### TASK
Copy every line from the records below that carries the word "PixelType".

### EXTRACTED DATA
+ + + +

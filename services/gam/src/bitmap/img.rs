/*
 * Img is a minimal structure to hold an RGB raster image
 *
 * author: nworbnhoj
 */

use std::ops::Deref;

#[derive(Debug, Clone, Copy)]
pub enum PixelType {
    U0, // Error
    U8,
    U8x2,
    U8x3,
    U8x4,
    U16,
    U16x2,
    U16x3,
    U16x4,
}

/*
 * Image as a minimal flat buffer of u8; accessible by (x, y)
 *
 * author: nworbnhoj
 */

//#[derive(Debug)]
pub struct Img {
    pub pixels: Vec<u8>,
    pub width: usize,
    pub px_type: PixelType,
}

impl Img {
    pub fn new(pixels: Vec<u8>, width: usize, px_type: PixelType) -> Self { Self { pixels, width, px_type } }

    pub fn width(&self) -> usize { self.width }

    pub fn height(&self) -> usize {
        match self.px_type {
            PixelType::U8 => self.pixels.len() / self.width,
            PixelType::U8x2 => self.pixels.len() / (self.width * 2),
            PixelType::U8x3 => self.pixels.len() / (self.width * 3),
            PixelType::U8x4 => self.pixels.len() / (self.width * 4),
            PixelType::U16 => self.pixels.len() / (self.width * 2),
            PixelType::U16x2 => self.pixels.len() / (self.width * 4),
            PixelType::U16x3 => self.pixels.len() / (self.width * 6),
            PixelType::U16x4 => self.pixels.len() / (self.width * 8),
            _ => {
                log::warn!("PixelType not implemented");
                0
            }
        }
    }
}

impl Deref for Img {
    type Target = Vec<u8>;

    fn deref(&self) -> &Self::Target { &self.pixels }
}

+ + + +

### FINAL ANSWER
pub enum PixelType {
    pub px_type: PixelType,
    pub fn new(pixels: Vec<u8>, width: usize, px_type: PixelType) -> Self { Self { pixels, width, px_type } }
            PixelType::U8 => self.pixels.len() / self.width,
            PixelType::U8x2 => self.pixels.len() / (self.width * 2),
            PixelType::U8x3 => self.pixels.len() / (self.width * 3),
            PixelType::U8x4 => self.pixels.len() / (self.width * 4),
            PixelType::U16 => self.pixels.len() / (self.width * 2),
            PixelType::U16x2 => self.pixels.len() / (self.width * 4),
            PixelType::U16x3 => self.pixels.len() / (self.width * 6),
            PixelType::U16x4 => self.pixels.len() / (self.width * 8),
                log::warn!("PixelType not implemented");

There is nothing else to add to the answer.